The term superfood gets thrown around too much. Many of the foods are great for one reason or another but they seldom provide enough bulk to our diet (such as starch, other macronutrients, and/or fiber) to go along with their exceptional antioxidant content. We would be hard-pressed to acquire a significant amount of our daily energy from many of the most popular foods featured on the Dr. Oz show. Mangosteen, cacao, green coffee beans, blueberries, acai, and green tea are all amazing in one way or another, but they should never constitute a significant percentage of what we eat daily. True superfoods would be those that offer much more than a unique antioxidant or polyphenol content, but that also provide an additional foundation of nutrients, and that are compatible with human physiology on multiple levels. The lack of difficult-to-digest anti- nutrients, and possessing low levels of sugar and polyunsaturated fats are critical characteristics. The superfood should also be highly supportive of our micro biome and foster the growth of beneficial organisms while inhibiting the growth of potentially pathogenic ones.
These are all characteristics shared by a handful of foods, many of which have supported populations and entire cultures for thousands of years. The purple sweet potato is maybe the best example I can think of. After 20 years of research, teaching, and clinical experience, I would struggle to come up with a better staple to our diet. New research strengthens the potential of this root vegetable in offering us daily nourishment on so many levels. Purple sweet potatoes, and all sweet potatoes to a significant extent, are incredibly diverse in the array of macro and micronutrients they carry. Vitamin E, selenium, carotenoids, anthocyannins, magnesium, high levels of potassium, and fermentable fiber are just the highlights. Their contributions are so great that when offered to animals as a modest percentage of total energy intake, they reverse disease processes (1).
At least part of their effect is due to how selective they are at shaping intestinal flora populations. Bifidobacterium populations are essential for good health. Many of us need considerable help in sustaining bifidobacter levels that are protective against inflammation, diabetes, and numerous chronic diseases. The resistant starch and fiber qualities, coupled with the polyphenolics, in purple sweet potatoes not only help grow bifidobacterium but also inhibit the growth of specific microbes that can cause GI distress and inflammation. Purple sweet potatoes have demonstrated significant antimicrobial effects towards Clostridium and Prevotella species known to cause GI issues.
There are places where the nutritional value of sweet potatoes is not lost and where their daily consumption is emphasized. The Okinawans for to instance, noted for their longevity and low risk for chronic disease, eat several sweet potatoes weekly, many of which are purple. Areas of Korea, also high in centenarians, are equally fond of the tuber.

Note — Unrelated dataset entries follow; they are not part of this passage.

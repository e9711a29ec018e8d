#![allow(clippy::result_large_err)]

use dotenvy::dotenv;
use seller_ledger::{
    config::{database, settings},
    core::ledger,
    entities::Platform,
    errors::Result,
};
use tracing::{error, info, warn};
use tracing_subscriber::EnvFilter;

#[tokio::main(flavor = "current_thread")]
async fn main() -> Result<()> {
    // 1. Initialize tracing (as early as possible)
    tracing_subscriber::fmt()
        .with_env_filter(
            EnvFilter::try_from_default_env().unwrap_or_else(|_| EnvFilter::new("info")),
        )
        .init();

    // 2. Load .env file, non-fatal: env vars can be set externally
    dotenv().ok();

    // 3. Settings file, falling back to defaults when absent
    let settings = settings::load_default_settings()
        .inspect_err(|e| error!("Failed to load settings: {}", e))?;
    info!(
        "Payout delete policy: {:?}",
        settings.payouts.delete_policy
    );

    // 4. One pool for the whole process
    let database_url = database::get_database_url();
    database::ensure_database_dir(&database_url)?;
    let db = database::create_connection(&database_url, &settings.database)
        .await
        .inspect_err(|e| error!("Failed to connect to {}: {}", database_url, e))?;
    database::create_tables(&db)
        .await
        .inspect(|_| info!("Database schema ready."))
        .inspect_err(|e| error!("Failed to create tables: {}", e))?;

    // 5. Startup snapshot
    for platform in [Platform::Amazon, Platform::Ebay] {
        let summary = ledger::summarize(&db, platform).await?;
        info!(
            "{}: {} orders ({} unpaid), ordered {}, paid out {}, outstanding {}",
            platform,
            summary.order_count,
            summary.unpaid_count,
            summary.ordered,
            summary.paid_out,
            summary.outstanding
        );
        if !summary.drifted_orders.is_empty() {
            warn!(
                "{} orders whose stored totals disagree with their fees: {:?}",
                platform, summary.drifted_orders
            );
        }
    }

    db.close().await?;
    Ok(())
}
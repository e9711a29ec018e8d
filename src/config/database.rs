//! Database configuration module for the seller ledger.
//!
//! This module opens the single process-wide `SeaORM` connection pool and creates
//! the tables from the entity definitions. `Schema::create_table_from_entity` keeps
//! the schema in lockstep with the Rust structs without hand-written SQL.

use super::settings::DatabaseSettings;
use crate::entities::{AmazonOrder, EbayOrder, Payout, PayoutAllocation};
use crate::errors::Result;
use sea_orm::{ConnectOptions, ConnectionTrait, Database, DatabaseConnection, Schema};
use std::{path::Path, time::Duration};
use tracing::{info, instrument};

/// Used when `DATABASE_URL` is not set. `mode=rwc` lets `SQLite` create the file.
pub const DEFAULT_DATABASE_URL: &str = "sqlite://data/seller_ledger.sqlite?mode=rwc";

/// Gets the database URL from environment variable or returns default `SQLite` path.
#[must_use]
pub fn get_database_url() -> String {
    std::env::var("DATABASE_URL").unwrap_or_else(|_| DEFAULT_DATABASE_URL.to_string())
}

/// Creates the directory holding a file-backed `SQLite` database so `mode=rwc` can
/// create the file itself. Other URLs are left alone.
///
/// # Errors
/// Returns `Error::Io` if the directory cannot be created.
pub fn ensure_database_dir(database_url: &str) -> Result<()> {
    let Some(rest) = database_url
        .strip_prefix("sqlite://")
        .or_else(|| database_url.strip_prefix("sqlite:"))
    else {
        return Ok(());
    };
    let file = rest.split('?').next().unwrap_or_default();
    if file.is_empty() || file == ":memory:" {
        return Ok(());
    }
    if let Some(parent) = Path::new(file).parent().filter(|p| !p.as_os_str().is_empty()) {
        std::fs::create_dir_all(parent)?;
    }
    Ok(())
}

/// Opens the connection pool for `database_url` with the configured limits.
///
/// The returned handle is cheap to share by reference and is meant to live for the
/// whole process; call [`DatabaseConnection::close`] once at shutdown.
#[instrument(skip(settings))]
pub async fn create_connection(
    database_url: &str,
    settings: &DatabaseSettings,
) -> Result<DatabaseConnection> {
    let mut options = ConnectOptions::new(database_url.to_owned());
    options
        .max_connections(settings.max_connections)
        .min_connections(settings.min_connections)
        .connect_timeout(Duration::from_secs(settings.connect_timeout_secs))
        .sqlx_logging(settings.sqlx_logging);

    let db = Database::connect(options).await?;
    info!(
        "Connection pool opened (max_connections={})",
        settings.max_connections
    );
    Ok(db)
}

/// Creates all ledger tables if they do not already exist.
///
/// Payouts are created before their allocations so the allocation foreign key
/// has a target.
#[instrument(skip(db))]
pub async fn create_tables(db: &DatabaseConnection) -> Result<()> {
    let builder = db.get_database_backend();
    let schema = Schema::new(builder);

    let amazon_table = schema
        .create_table_from_entity(AmazonOrder)
        .if_not_exists()
        .to_owned();
    let ebay_table = schema
        .create_table_from_entity(EbayOrder)
        .if_not_exists()
        .to_owned();
    let payout_table = schema
        .create_table_from_entity(Payout)
        .if_not_exists()
        .to_owned();
    let allocation_table = schema
        .create_table_from_entity(PayoutAllocation)
        .if_not_exists()
        .to_owned();

    db.execute(builder.build(&amazon_table)).await?;
    db.execute(builder.build(&ebay_table)).await?;
    db.execute(builder.build(&payout_table)).await?;
    db.execute(builder.build(&allocation_table)).await?;

    info!("Ledger tables ensured");
    Ok(())
}
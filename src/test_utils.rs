//! Shared test utilities for the seller ledger.
//!
//! This module provides common helper functions for setting up test databases
//! and creating test orders with sensible defaults.

use crate::{
    config::{
        database::{create_connection, create_tables},
        settings::DatabaseSettings,
    },
    core::order::{AmazonOrderFields, EbayOrderFields, Order, OrderFields, create_order},
    entities::{Platform, amazon_order, ebay_order},
    errors::{Error, Result},
};
use sea_orm::DatabaseConnection;

/// Creates an in-memory `SQLite` database with all tables initialized.
///
/// The pool is capped at one connection: every connection to `sqlite::memory:`
/// opens its own empty database.
pub async fn setup_test_db() -> Result<DatabaseConnection> {
    init_test_tracing();
    let settings = DatabaseSettings {
        max_connections: 1,
        ..DatabaseSettings::default()
    };
    let db = create_connection("sqlite::memory:", &settings).await?;
    create_tables(&db).await?;
    Ok(db)
}

/// Routes `tracing` output through the test harness so it shows up only for
/// failing tests. Safe to call from every test.
pub fn init_test_tracing() {
    let _ = tracing_subscriber::fmt()
        .with_env_filter(tracing_subscriber::EnvFilter::new("debug"))
        .with_test_writer()
        .try_init();
}

/// Amazon order form whose total equals `subtotal`.
///
/// # Defaults
/// * `order_date`: 2024-01-15
/// * `number_of_items`: 1
/// * every other fee: blank (zero)
pub fn amazon_fields(order_number: &str, subtotal: &str) -> AmazonOrderFields {
    AmazonOrderFields {
        order_number: Some(order_number.to_string()),
        order_date: Some("2024-01-15".to_string()),
        number_of_items: Some("1".to_string()),
        subtotal: Some(subtotal.to_string()),
        ..AmazonOrderFields::default()
    }
}

/// eBay order form whose net and total equal `item_subtotal`.
pub fn ebay_fields(order_number: &str, item_subtotal: &str) -> EbayOrderFields {
    EbayOrderFields {
        order_number: Some(order_number.to_string()),
        order_date: Some("2024-01-15".to_string()),
        order_quantity: Some("1".to_string()),
        item_subtotal: Some(item_subtotal.to_string()),
        ..EbayOrderFields::default()
    }
}

/// Creates an unpaid Amazon order with `remaining_amount == order_total == subtotal`.
pub async fn create_test_amazon_order(
    db: &DatabaseConnection,
    order_number: &str,
    subtotal: &str,
) -> Result<amazon_order::Model> {
    match create_order(db, &OrderFields::Amazon(amazon_fields(order_number, subtotal))).await? {
        Order::Amazon(order) => Ok(order),
        Order::Ebay(other) => Err(Error::OrderNotFound {
            platform: Platform::Amazon,
            order_id: other.id,
        }),
    }
}

/// Creates an unpaid eBay order with `remaining_amount == total_amount == item_subtotal`.
pub async fn create_test_ebay_order(
    db: &DatabaseConnection,
    order_number: &str,
    item_subtotal: &str,
) -> Result<ebay_order::Model> {
    match create_order(db, &OrderFields::Ebay(ebay_fields(order_number, item_subtotal))).await? {
        Order::Ebay(order) => Ok(order),
        Order::Amazon(other) => Err(Error::OrderNotFound {
            platform: Platform::Ebay,
            order_id: other.id,
        }),
    }
}
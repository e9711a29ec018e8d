/// Database configuration and connection management
pub mod database;

/// Ledger settings loading from ledger.toml
pub mod settings;
//! Payout allocation entity - The part of a payout applied to a single order.
//!
//! `order_id` points into `amazon_orders` or `ebay_orders` depending on the
//! owning payout's platform, so it carries no foreign key of its own.

use sea_orm::entity::prelude::*;
use serde::{Deserialize, Serialize};

/// Payout allocation database model
#[derive(Clone, Debug, PartialEq, Eq, DeriveEntityModel, Serialize, Deserialize)]
#[sea_orm(table_name = "payout_allocations")]
pub struct Model {
    /// Unique identifier
    #[sea_orm(primary_key)]
    pub id: i64,
    /// Payout this allocation belongs to
    pub payout_id: i64,
    /// Order that received the funds
    pub order_id: i64,
    /// Amount applied to the order
    #[sea_orm(column_type = "Decimal(Some((12, 2)))")]
    pub amount: Decimal,
}

/// Defines relationships between `PayoutAllocation` and other entities
#[derive(Copy, Clone, Debug, EnumIter, DeriveRelation)]
pub enum Relation {
    /// Each allocation belongs to one payout
    #[sea_orm(
        belongs_to = "super::payout::Entity",
        from = "Column::PayoutId",
        to = "super::payout::Column::Id",
        on_delete = "Cascade"
    )]
    Payout,
}

impl Related<super::payout::Entity> for Entity {
    fn to() -> RelationDef {
        Relation::Payout.def()
    }
}

impl ActiveModelBehavior for ActiveModel {}
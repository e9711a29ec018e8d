//! Enumerated columns shared by several entities.
//!
//! Both enums are stored as their upper-case marketplace spelling so the database
//! stays readable and matches what the seller sees in marketplace exports.

use sea_orm::entity::prelude::*;
use serde::{Deserialize, Serialize};
use std::fmt;
use std::str::FromStr;

/// Marketplace an order was placed on, or a payout settles.
#[derive(
    Debug, Clone, Copy, PartialEq, Eq, Hash, EnumIter, DeriveActiveEnum, Serialize, Deserialize,
)]
#[sea_orm(rs_type = "String", db_type = "String(StringLen::N(16))")]
#[serde(rename_all = "UPPERCASE")]
pub enum Platform {
    /// Amazon Seller Central
    #[sea_orm(string_value = "AMAZON")]
    Amazon,
    /// eBay
    #[sea_orm(string_value = "EBAY")]
    Ebay,
}

impl Platform {
    /// Upper-case spelling used in storage and messages.
    #[must_use]
    pub const fn as_str(self) -> &'static str {
        match self {
            Self::Amazon => "AMAZON",
            Self::Ebay => "EBAY",
        }
    }
}

impl fmt::Display for Platform {
    fn fmt(&self, f: &mut fmt::Formatter<'_>) -> fmt::Result {
        f.write_str(self.as_str())
    }
}

impl FromStr for Platform {
    type Err = String;

    fn from_str(s: &str) -> std::result::Result<Self, Self::Err> {
        match s.trim().to_ascii_uppercase().as_str() {
            "AMAZON" => Ok(Self::Amazon),
            "EBAY" => Ok(Self::Ebay),
            other => Err(format!("unknown platform '{other}'")),
        }
    }
}

/// Kind of refund recorded against an order.
#[derive(Debug, Clone, Copy, PartialEq, Eq, EnumIter, DeriveActiveEnum, Serialize, Deserialize)]
#[sea_orm(rs_type = "String", db_type = "String(StringLen::N(16))")]
#[serde(rename_all = "UPPERCASE")]
pub enum RefundType {
    /// The whole order total was refunded
    #[sea_orm(string_value = "FULL")]
    Full,
    /// Part of the order was refunded
    #[sea_orm(string_value = "PARTIAL")]
    Partial,
    /// Only shipping charges were refunded
    #[sea_orm(string_value = "SHIPPING")]
    Shipping,
    /// Only collected tax was refunded
    #[sea_orm(string_value = "TAX")]
    Tax,
}

impl RefundType {
    /// Upper-case spelling used in storage and messages.
    #[must_use]
    pub const fn as_str(self) -> &'static str {
        match self {
            Self::Full => "FULL",
            Self::Partial => "PARTIAL",
            Self::Shipping => "SHIPPING",
            Self::Tax => "TAX",
        }
    }
}

impl fmt::Display for RefundType {
    fn fmt(&self, f: &mut fmt::Formatter<'_>) -> fmt::Result {
        f.write_str(self.as_str())
    }
}

impl FromStr for RefundType {
    type Err = String;

    fn from_str(s: &str) -> std::result::Result<Self, Self::Err> {
        match s.trim().to_ascii_uppercase().as_str() {
            "FULL" => Ok(Self::Full),
            "PARTIAL" => Ok(Self::Partial),
            "SHIPPING" => Ok(Self::Shipping),
            "TAX" => Ok(Self::Tax),
            other => Err(format!("unknown refund type '{other}'")),
        }
    }
}
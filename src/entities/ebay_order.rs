//! eBay order entity - One row per eBay sale.
//!
//! eBay reports seller-side fees on the order itself, so the derived amounts come
//! in two steps: `net_amount` (subtotal less eBay fees) and `total_amount`
//! (net plus pass-through shipping and tax).

use super::enums::RefundType;
use sea_orm::entity::prelude::*;
use serde::{Deserialize, Serialize};

/// eBay order database model
#[derive(Clone, Debug, PartialEq, Eq, DeriveEntityModel, Serialize, Deserialize)]
#[sea_orm(table_name = "ebay_orders")]
pub struct Model {
    /// Unique identifier for the order
    #[sea_orm(primary_key)]
    pub id: i64,
    /// Marketplace order number (e.g., "12-34567-89012")
    #[sea_orm(unique)]
    pub order_number: String,
    /// When the order was placed
    pub order_date: DateTimeUtc,
    /// Number of items sold
    pub order_quantity: i32,
    /// Item subtotal before fees
    #[sea_orm(column_type = "Decimal(Some((12, 2)))")]
    pub item_subtotal: Decimal,
    /// Shipping and handling charged to the buyer
    #[sea_orm(column_type = "Decimal(Some((12, 2)))")]
    pub shipping_handling: Decimal,
    /// Tax collected on the order
    #[sea_orm(column_type = "Decimal(Some((12, 2)))")]
    pub tax_collected: Decimal,
    /// Final value fee charged by eBay
    #[sea_orm(column_type = "Decimal(Some((12, 2)))")]
    pub transaction_fee: Decimal,
    /// Promoted listing fees
    #[sea_orm(column_type = "Decimal(Some((12, 2)))")]
    pub ad_fees: Decimal,
    /// `item_subtotal - transaction_fee - ad_fees`
    #[sea_orm(column_type = "Decimal(Some((12, 2)))")]
    pub net_amount: Decimal,
    /// `net_amount + shipping_handling + tax_collected`
    #[sea_orm(column_type = "Decimal(Some((12, 2)))")]
    pub total_amount: Decimal,
    /// Kind of the outstanding refund, if any
    pub refund_type: Option<RefundType>,
    /// Amount of the outstanding refund, if any
    #[sea_orm(column_type = "Decimal(Some((12, 2)))", nullable)]
    pub refund_amount: Option<Decimal>,
    /// Part of the total not yet settled by a payout
    #[sea_orm(column_type = "Decimal(Some((12, 2)))")]
    pub remaining_amount: Decimal,
    /// True once `remaining_amount` reaches zero
    pub is_paid: bool,
    /// Optimistic-concurrency counter, bumped on every payment-state write
    pub version: i32,
    /// When the order was recorded
    pub created_at: DateTimeUtc,
    /// When the order was last modified
    pub updated_at: DateTimeUtc,
}

/// eBay orders are referenced from payout allocations by id only
#[derive(Copy, Clone, Debug, EnumIter, DeriveRelation)]
pub enum Relation {}

impl ActiveModelBehavior for ActiveModel {}
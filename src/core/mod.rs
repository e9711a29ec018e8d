//! Core business logic, independent of any presentation layer.

/// Remaining-balance tracking with version-guarded writes
pub mod balance;
/// Order total calculation
pub mod calculator;
/// Parsing of raw form values
pub mod fields;
/// Order and payout timeline plus balance snapshot
pub mod ledger;
/// Order create, update, delete and listing
pub mod order;
/// Payout allocation and lifecycle
pub mod payout;
/// Refund adjustment
pub mod refund;
/// Payout grouping by method or platform
pub mod summary;
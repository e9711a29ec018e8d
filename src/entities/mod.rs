//! Entity module - Contains all SeaORM entity definitions for the database.
//! These entities represent the database tables and their relationships.
//! Each entity has a Model struct for data and an Entity struct for operations.

pub mod amazon_order;
pub mod ebay_order;
pub mod enums;
pub mod payout;
pub mod payout_allocation;

// Re-export specific types to avoid conflicts
pub use amazon_order::{
    Column as AmazonOrderColumn, Entity as AmazonOrder, Model as AmazonOrderModel,
};
pub use ebay_order::{Column as EbayOrderColumn, Entity as EbayOrder, Model as EbayOrderModel};
pub use enums::{Platform, RefundType};
pub use payout::{Column as PayoutColumn, Entity as Payout, Model as PayoutModel};
pub use payout_allocation::{
    Column as PayoutAllocationColumn, Entity as PayoutAllocation,
    Model as PayoutAllocationModel,
};
//! Remaining-balance tracking for orders of either marketplace.
//!
//! Payouts only ever touch an order through this module. Each write is
//! conditional on the `version` read in the same transaction, so a balance can't
//! be consumed twice by two overlapping payouts: the slower writer matches zero
//! rows and gets `Error::ConcurrentModification`.

use crate::{
    entities::{AmazonOrder, EbayOrder, Platform, amazon_order, ebay_order},
    errors::{Error, Result},
};
use chrono::Utc;
use rust_decimal::Decimal;
use sea_orm::{prelude::*, sea_query::Expr};
use tracing::{debug, instrument};

/// Payment-relevant view of one order.
#[derive(Debug, Clone, Copy, PartialEq, Eq)]
pub struct PaymentState {
    /// Order this state belongs to
    pub order_id: i64,
    /// Amount a payout can settle in total
    pub total: Decimal,
    /// Amount still waiting on a payout
    pub remaining_amount: Decimal,
    /// Version the state was read at
    pub version: i32,
}

impl PaymentState {
    /// Amount already settled by payouts.
    #[must_use]
    pub fn already_paid(&self) -> Decimal {
        self.total - self.remaining_amount
    }
}

/// Reads the payment state of an order, `None` if it does not exist.
pub async fn load_payment_state<C>(
    db: &C,
    platform: Platform,
    order_id: i64,
) -> Result<Option<PaymentState>>
where
    C: ConnectionTrait,
{
    let state = match platform {
        Platform::Amazon => AmazonOrder::find_by_id(order_id)
            .one(db)
            .await?
            .map(|order| PaymentState {
                order_id,
                total: order.order_total,
                remaining_amount: order.remaining_amount,
                version: order.version,
            }),
        Platform::Ebay => EbayOrder::find_by_id(order_id)
            .one(db)
            .await?
            .map(|order| PaymentState {
                order_id,
                total: order.total_amount,
                remaining_amount: order.remaining_amount,
                version: order.version,
            }),
    };
    Ok(state)
}

/// Writes a new remaining amount, flips `is_paid` accordingly and bumps the version.
///
/// Fails with `Error::ConcurrentModification` when the order changed since `state`
/// was read.
#[instrument(skip(db))]
pub async fn write_remaining_amount<C>(
    db: &C,
    platform: Platform,
    state: &PaymentState,
    new_remaining: Decimal,
) -> Result<PaymentState>
where
    C: ConnectionTrait,
{
    let is_paid = new_remaining.is_zero();
    let now = Utc::now();

    let rows_affected = match platform {
        Platform::Amazon => {
            AmazonOrder::update_many()
                .col_expr(
                    amazon_order::Column::RemainingAmount,
                    Expr::value(new_remaining),
                )
                .col_expr(amazon_order::Column::IsPaid, Expr::value(is_paid))
                .col_expr(
                    amazon_order::Column::Version,
                    Expr::col(amazon_order::Column::Version).add(1),
                )
                .col_expr(amazon_order::Column::UpdatedAt, Expr::value(now))
                .filter(amazon_order::Column::Id.eq(state.order_id))
                .filter(amazon_order::Column::Version.eq(state.version))
                .exec(db)
                .await?
                .rows_affected
        }
        Platform::Ebay => {
            EbayOrder::update_many()
                .col_expr(
                    ebay_order::Column::RemainingAmount,
                    Expr::value(new_remaining),
                )
                .col_expr(ebay_order::Column::IsPaid, Expr::value(is_paid))
                .col_expr(
                    ebay_order::Column::Version,
                    Expr::col(ebay_order::Column::Version).add(1),
                )
                .col_expr(ebay_order::Column::UpdatedAt, Expr::value(now))
                .filter(ebay_order::Column::Id.eq(state.order_id))
                .filter(ebay_order::Column::Version.eq(state.version))
                .exec(db)
                .await?
                .rows_affected
        }
    };

    if rows_affected == 0 {
        return Err(Error::ConcurrentModification {
            platform,
            order_id: state.order_id,
        });
    }

    debug!(
        "{} order {}: remaining {} -> {} (paid={})",
        platform, state.order_id, state.remaining_amount, new_remaining, is_paid
    );
    Ok(PaymentState {
        remaining_amount: new_remaining,
        version: state.version + 1,
        ..*state
    })
}

/// Checks that `amount` can be paid toward the order described by `state` and
/// returns the remaining amount after it.
///
/// # Errors
/// * `Error::InvalidAmount` - `amount` is zero or negative
/// * `Error::AllocationExceedsRemaining` - `amount` is more than the order still owes
pub fn remaining_after(state: &PaymentState, amount: Decimal) -> Result<Decimal> {
    if amount <= Decimal::ZERO {
        return Err(Error::InvalidAmount {
            field: "allocation amount",
            amount,
        });
    }
    if amount > state.remaining_amount {
        return Err(Error::AllocationExceedsRemaining {
            order_id: state.order_id,
            requested: amount,
            remaining: state.remaining_amount,
        });
    }
    Ok(state.remaining_amount - amount)
}

/// Applies `amount` of a payout to an order.
///
/// # Errors
/// * `Error::InvalidAmount` - `amount` is zero or negative
/// * `Error::UnknownAllocationOrder` - the order does not exist
/// * `Error::AllocationExceedsRemaining` - `amount` is more than the order still owes
/// * `Error::ConcurrentModification` - the order changed underneath us
pub async fn allocate_to_order<C>(
    db: &C,
    platform: Platform,
    order_id: i64,
    amount: Decimal,
) -> Result<PaymentState>
where
    C: ConnectionTrait,
{
    let state = load_payment_state(db, platform, order_id)
        .await?
        .ok_or(Error::UnknownAllocationOrder { platform, order_id })?;
    let new_remaining = remaining_after(&state, amount)?;
    write_remaining_amount(db, platform, &state, new_remaining).await
}

/// Gives `amount` back to an order, never raising it above the order total.
///
/// Returns `None` when the order no longer exists.
pub async fn restore_to_order<C>(
    db: &C,
    platform: Platform,
    order_id: i64,
    amount: Decimal,
) -> Result<Option<PaymentState>>
where
    C: ConnectionTrait,
{
    let Some(state) = load_payment_state(db, platform, order_id).await? else {
        return Ok(None);
    };
    let restored = (state.remaining_amount + amount).min(state.total);
    write_remaining_amount(db, platform, &state, restored)
        .await
        .map(Some)
}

As an aside, every year, the Environmental Working Group (http://www.ewg.org) puts out two lists called “The Dirty Dozen” and “The Clean Fifteen,” which ranks conventionally-grown foods based upon the level of pesticides they contain. Sweet potatoes are members of the “Clean Fifteen” group which is good news for all of us!
~ John Bagnulo MPH, PhD.
1. Ju R and Zheng S. Purple Sweet Potato Attenuate Weight Gain in High Fat Diet Induced Obese Mice. J Food Science 2017 March;82(3):787-793.
2. Zhang X et al. The Modulatory Effect of Anthocyanins from Purple Sweet Potato on Human Intestinal Microbiota in Vitro. Journal of Agriculture and Food Chemistry 2016 March 30;64(12):2582-90.